### The input
■ ■ ■

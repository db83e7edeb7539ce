use actix_web::{web, HttpResponse};
use chrono::{DateTime, Utc};
use serde::{Deserialize, Serialize};
use utoipa::{IntoParams, ToSchema};

use crate::application::catalog_service::CatalogService;
use crate::domain::catalog::{Food, FoodFilter, FoodPatch, NewFood};
use crate::errors::AppError;

use super::{AppState, PageParams, PageResponse};

const NAME_LEN: std::ops::RangeInclusive<usize> = 2..=100;

// ── Request / response DTOs ──────────────────────────────────────────────────

#[derive(Debug, Deserialize, ToSchema)]
pub struct CreateFoodRequest {
    pub name: String,
    pub price: f64,
    pub food_image: String,
    pub menu_id: String,
}

#[derive(Debug, Default, Deserialize, ToSchema)]
pub struct UpdateFoodRequest {
    pub name: Option<String>,
    pub price: Option<f64>,
    pub food_image: Option<String>,
    pub menu_id: Option<String>,
}

#[derive(Debug, Serialize, ToSchema)]
pub struct FoodResponse {
    pub food_id: String,
    pub name: String,
    pub price: f64,
    pub food_image: String,
    pub menu_id: String,
    pub created_at: DateTime<Utc>,
    pub updated_at: DateTime<Utc>,
}

impl From<Food> for FoodResponse {
    fn from(f: Food) -> Self {
        Self {
            food_id: f.food_id,
            name: f.name,
            price: f.price,
            food_image: f.food_image,
            menu_id: f.menu_id,
            created_at: f.created_at,
            updated_at: f.updated_at,
        }
    }
}

#[derive(Debug, Default, Deserialize, IntoParams)]
#[into_params(parameter_in = Query)]
pub struct FoodFilterParams {
    /// Only foods on this menu.
    pub menu_id: Option<String>,
}

fn check_name(name: &str) -> Result<(), AppError> {
    if NAME_LEN.contains(&name.chars().count()) {
        Ok(())
    } else {
        Err(AppError::BadRequest(
            "name must be between 2 and 100 characters".to_string(),
        ))
    }
}

// ── Handlers ─────────────────────────────────────────────────────────────────

/// GET /foods
#[utoipa::path(
    get,
    path = "/foods",
    params(PageParams, FoodFilterParams),
    responses(
        (status = 200, description = "One page of foods", body = PageResponse<FoodResponse>),
        (status = 504, description = "Listing timed out"),
        (status = 500, description = "Internal server error"),
    ),
    tag = "foods"
)]
pub async fn list_foods(
    state: web::Data<AppState>,
    paging: web::Query<PageParams>,
    filter: web::Query<FoodFilterParams>,
) -> Result<HttpResponse, AppError> {
    let request = paging.request();
    let filter = FoodFilter {
        menu_id: filter.into_inner().menu_id,
    };
    let page = state
        .run(move |store| CatalogService::new(store).list_foods(request, filter))
        .await?;
    Ok(HttpResponse::Ok().json(PageResponse::<FoodResponse>::from_page(page)))
}

/// GET /foods/{food_id}
#[utoipa::path(
    get,
    path = "/foods/{food_id}",
    params(("food_id" = String, Path, description = "Food id")),
    responses(
        (status = 200, description = "Food found", body = FoodResponse),
        (status = 404, description = "Food not found"),
    ),
    tag = "foods"
)]
pub async fn get_food(
    state: web::Data<AppState>,
    path: web::Path<String>,
) -> Result<HttpResponse, AppError> {
    let food_id = path.into_inner();
    let food = state
        .run(move |store| CatalogService::new(store).get_food(&food_id))
        .await?;
    match food {
        Some(food) => Ok(HttpResponse::Ok().json(FoodResponse::from(food))),
        None => Err(AppError::NotFound("food".to_string())),
    }
}

/// POST /foods
///
/// The price is stored rounded to two decimals.
#[utoipa::path(
    post,
    path = "/foods",
    request_body = CreateFoodRequest,
    responses(
        (status = 201, description = "Food created", body = FoodResponse),
        (status = 400, description = "Invalid food"),
        (status = 404, description = "Menu not found"),
    ),
    tag = "foods"
)]
pub async fn create_food(
    state: web::Data<AppState>,
    body: web::Json<CreateFoodRequest>,
) -> Result<HttpResponse, AppError> {
    let body = body.into_inner();
    check_name(&body.name)?;
    let input = NewFood {
        name: body.name,
        price: body.price,
        food_image: body.food_image,
        menu_id: body.menu_id,
    };
    let food = state
        .run(move |store| CatalogService::new(store).create_food(input))
        .await?;
    Ok(HttpResponse::Created().json(FoodResponse::from(food)))
}

/// PATCH /foods/{food_id}
#[utoipa::path(
    patch,
    path = "/foods/{food_id}",
    params(("food_id" = String, Path, description = "Food id")),
    request_body = UpdateFoodRequest,
    responses(
        (status = 200, description = "Food updated", body = FoodResponse),
        (status = 400, description = "Invalid or empty update"),
        (status = 404, description = "Food or menu not found"),
    ),
    tag = "foods"
)]
pub async fn update_food(
    state: web::Data<AppState>,
    path: web::Path<String>,
    body: web::Json<UpdateFoodRequest>,
) -> Result<HttpResponse, AppError> {
    let food_id = path.into_inner();
    let body = body.into_inner();
    if let Some(name) = &body.name {
        check_name(name)?;
    }
    let patch = FoodPatch {
        name: body.name,
        price: body.price,
        food_image: body.food_image,
        menu_id: body.menu_id,
    };
    let food = state
        .run(move |store| CatalogService::new(store).update_food(&food_id, patch))
        .await?;
    Ok(HttpResponse::Ok().json(FoodResponse::from(food)))
}

#[cfg(test)]
mod tests {
    use super::*;

    #[test]
    fn name_length_bounds() {
        assert!(check_name("Pho").is_ok());
        assert!(check_name("x").is_err());
        assert!(check_name(&"y".repeat(101)).is_err());
        assert!(check_name(&"z".repeat(100)).is_ok());
    }
}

■ ■ ■

### To do
Copy out, from the data above, every line holding the word "Some".

### Reply to the task
        Some(food) => Ok(HttpResponse::Ok().json(FoodResponse::from(food))),
    if let Some(name) = &body.name {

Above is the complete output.